Data entries
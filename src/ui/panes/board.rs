//! Board pane: N-Queens and Sudoku grids

use crate::step::{Snapshot, Step};
use crate::ui::theme::DEFAULT_THEME;
use ratatui::{
    layout::Rect,
    style::{Modifier, Style},
    text::{Line, Span},
    widgets::{Block, Borders, Paragraph},
    Frame,
};

pub fn render_board_pane(frame: &mut Frame, area: Rect, step: &Step) {
    let block = Block::default()
        .borders(Borders::ALL)
        .title(" Board ")
        .border_style(Style::default().fg(DEFAULT_THEME.border_focused));

    let lines = match &step.snapshot {
        Snapshot::Board {
            size,
            queens,
            attempt,
        } => queens_lines(*size, queens, *attempt),
        Snapshot::Grid { cells, attempt } => grid_lines(cells, *attempt),
        _ => vec![Line::from("")],
    };

    frame.render_widget(Paragraph::new(lines).block(block), area);
}

fn queens_lines(
    size: usize,
    queens: &[usize],
    attempt: Option<(usize, usize)>,
) -> Vec<Line<'static>> {
    (0..size)
        .map(|row| {
            let spans: Vec<Span> = (0..size)
                .map(|col| {
                    if queens.get(row) == Some(&col) {
                        Span::styled(
                            "♛ ",
                            Style::default()
                                .fg(DEFAULT_THEME.success)
                                .add_modifier(Modifier::BOLD),
                        )
                    } else if attempt == Some((row, col)) {
                        Span::styled(
                            "? ",
                            Style::default()
                                .fg(DEFAULT_THEME.secondary)
                                .add_modifier(Modifier::BOLD),
                        )
                    } else {
                        Span::styled("· ", Style::default().fg(DEFAULT_THEME.comment))
                    }
                })
                .collect();
            Line::from(spans)
        })
        .collect()
}

fn grid_lines(cells: &[u8], attempt: Option<(usize, usize)>) -> Vec<Line<'static>> {
    let mut lines = Vec::new();

    for row in 0..9 {
        if row > 0 && row % 3 == 0 {
            lines.push(Line::from(Span::styled(
                "──────┼───────┼──────",
                Style::default().fg(DEFAULT_THEME.comment),
            )));
        }

        let mut spans: Vec<Span> = Vec::new();
        for col in 0..9 {
            if col > 0 && col % 3 == 0 {
                spans.push(Span::styled(
                    "│ ",
                    Style::default().fg(DEFAULT_THEME.comment),
                ));
            }

            let value = cells[row * 9 + col];
            let text = if value == 0 {
                "· ".to_string()
            } else {
                format!("{} ", value)
            };

            let style = if attempt == Some((row, col)) {
                Style::default()
                    .fg(DEFAULT_THEME.secondary)
                    .add_modifier(Modifier::BOLD)
            } else if value == 0 {
                Style::default().fg(DEFAULT_THEME.comment)
            } else {
                Style::default().fg(DEFAULT_THEME.fg)
            };
            spans.push(Span::styled(text, style));
        }
        lines.push(Line::from(spans));
    }

    lines
}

▶ Work instructions: The answer must be every line of the records above that holds the word "usize".

▶ The completed task:
    size: usize,
    queens: &[usize],
    attempt: Option<(usize, usize)>,
fn grid_lines(cells: &[u8], attempt: Option<(usize, usize)>) -> Vec<Line<'static>> {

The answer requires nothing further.